La famille Saadé recevra cette année moins de dividendes de CMA CGM >
En l'espace de quelques années, le groupe CMA CGM est devenu un acteur important du capitalisme français. Classé parmi les trois leaders mondiaux du transport maritime, il s'est diversifié dans la logistique, rachetant le suisse Ceva puis les activités logistiques de Bolloré. Après avoir acquis 10 % d'Air France, il s'apprête à acheter les activités fret d'Air Belgium. Il a investi lourdement dans les médias en prenant un ticket de plus de 10 % au capital de M6 et payant au prix cher l'acquisition de BFM et de RMC. En plus d'une politique d'acquisitions tous azimuts, CMA CGM a largement rémunéré ses actionnaires au cours des dernières années en leur distribuant plus de 8 milliards de dollars, soit 7,67 milliards d'euros. Une manne répartie à hauteur de 73 % % auprès de Merit France, la holding de la famille Saadé, de 24 % auprès du groupe turc Yildirim et de 3 % auprès de Bpifrance.
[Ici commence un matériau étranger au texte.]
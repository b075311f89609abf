//! # RAM-backed File Store
//!
//! The file store the boot pipeline stages the root filesystem into, and the
//! descriptor-based VFS the rest of the kernel reads it through.
//!
//! ## Ownership
//!
//! [`RamFs`] never copies file contents. An entry borrows its bytes for the
//! store's lifetime `'a` from wherever they already live: a boot module, a
//! disk load buffer or the ZIP decompression heap. Tables are fixed-size
//! arrays, so the store works before any allocator exists.
//!
//! ## Tables
//!
//! | Table | Capacity | Holds |
//! |-------|----------|-------|
//! | files | [`MAX_FILES`] | path, borrowed data, size |
//! | nodes | [`MAX_NODES`] | directories, block and char devices |
//!
//! Both tables are append-only. Paths are absolute, unique among files and at
//! most [`MAX_PATH`] bytes long. A file's data and size may be replaced after
//! the fact (see [`RamFs::set_data`]), its path may not.
//!
//! ## Listing
//!
//! Directories are implicit: a "direct child" of `/a` is any file or node
//! whose path is `/a/<name>` with no further `/` in `<name>`.

#![cfg_attr(not(any(test, doctest)), no_std)]

mod path;
mod store;
mod vfs;

pub use path::{PathError, RamPath};
pub use store::{FileEntry, NodeEntry, NodeType, RamFs, RamFsError};
pub use vfs::{Fd, MAX_OPEN_FILES, Vfs, VfsError};

/// Default capacity of the file table.
pub const MAX_FILES: usize = 32;

/// Default capacity of the directory and device node table.
pub const MAX_NODES: usize = 32;

/// Longest accepted path in bytes.
pub const MAX_PATH: usize = 255;

/// Destination for files produced by an archive or disk reader.
pub trait FileSink<'a> {
    /// Register a file whose bytes live for `'a`.
    ///
    /// # Errors
    /// The sink's reason for refusing the file.
    fn add_file(&mut self, path: &str, data: &'a [u8]) -> Result<(), RamFsError>;

    /// Register a directory.
    ///
    /// # Errors
    /// The sink's reason for refusing the directory.
    fn add_directory(&mut self, path: &str) -> Result<(), RamFsError>;

    /// Whether a file is already registered at `path`.
    fn contains(&self, path: &str) -> bool;
}
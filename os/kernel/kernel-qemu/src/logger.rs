use crate::qemu_fmt::QemuSink;
use core::fmt;
use log::{LevelFilter, Log, Metadata, Record, SetLoggerError};

/// Format one record as `"[LEVEL] target: message\n"`.
///
/// # Errors
/// Whatever `out` reports.
pub fn write_record<W: fmt::Write + ?Sized>(out: &mut W, record: &Record<'_>) -> fmt::Result {
    writeln!(out, "[{}] {}: {}", record.level(), record.target(), record.args())
}

pub struct QemuLogger {
    max_level: LevelFilter,
}

impl QemuLogger {
    #[must_use]
    pub const fn new(max_level: LevelFilter) -> Self {
        Self { max_level }
    }

    #[must_use]
    pub const fn max_level(&self) -> LevelFilter {
        self.max_level
    }

    /// Install this logger. Call once during early init.
    ///
    /// # Errors
    /// If a logger was already installed.
    pub fn init(&'static self) -> Result<(), SetLoggerError> {
        log::set_logger(self)?;
        log::set_max_level(self.max_level);
        Ok(())
    }
}

impl Log for QemuLogger {
    fn enabled(&self, metadata: &Metadata) -> bool {
        metadata.level() <= self.max_level
    }

    fn log(&self, record: &Record) {
        if !self.enabled(record.metadata()) {
            return;
        }
        // Best-effort debug output.
        let _ = write_record(&mut QemuSink, record);
    }

    fn flush(&self) {}
}

#[cfg(test)]
mod tests {
    use super::*;
    use log::Level;

    #[test]
    fn formats_level_target_and_message() {
        let mut out = String::new();
        write_record(
            &mut out,
            &Record::builder()
                .level(Level::Warn)
                .target("kernel_zip::extract")
                .args(format_args!("skipping {}: {}", "/x", "encrypted"))
                .build(),
        )
        .unwrap();
        assert_eq!(out, "[WARN] kernel_zip::extract: skipping /x: encrypted\n");
    }

    #[test]
    fn filters_by_level() {
        let logger = QemuLogger::new(LevelFilter::Info);
        let meta = |level| Metadata::builder().level(level).target("t").build();
        assert!(logger.enabled(&meta(Level::Error)));
        assert!(logger.enabled(&meta(Level::Info)));
        assert!(!logger.enabled(&meta(Level::Debug)));
        assert_eq!(logger.max_level(), LevelFilter::Info);
    }
}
Si les comptes du groupe pour 2024 ont été excellents avec un chiffre d'affaires en hausse de 18 %, un résultat opérationnel en progrès de 95 % et un bénéfice net part du groupe en amélioration de 57 % à 5,7 milliards de dollars, Rodolphe Saadé et le conseil d'administration n'ont pas été aussi prodigues que les trois années passées en termes de dividendes. CMA CGM a décidé de ne distribuer qu'un milliard de dollars, soit 929 millions d'euros. Un montant qui a déjà été versé à la fin de l'année 2024 sous forme d'acompte. Si bien qu'il ne reste rien à distribuer. À moins que Rodolphe Saadé ait préféré garder de côté de la trésorerie pour acquitter la contribution exceptionnelle sur le résultat d'exploitation des grandes entreprises de transport maritime qui fait partie de la dernière loi de finances.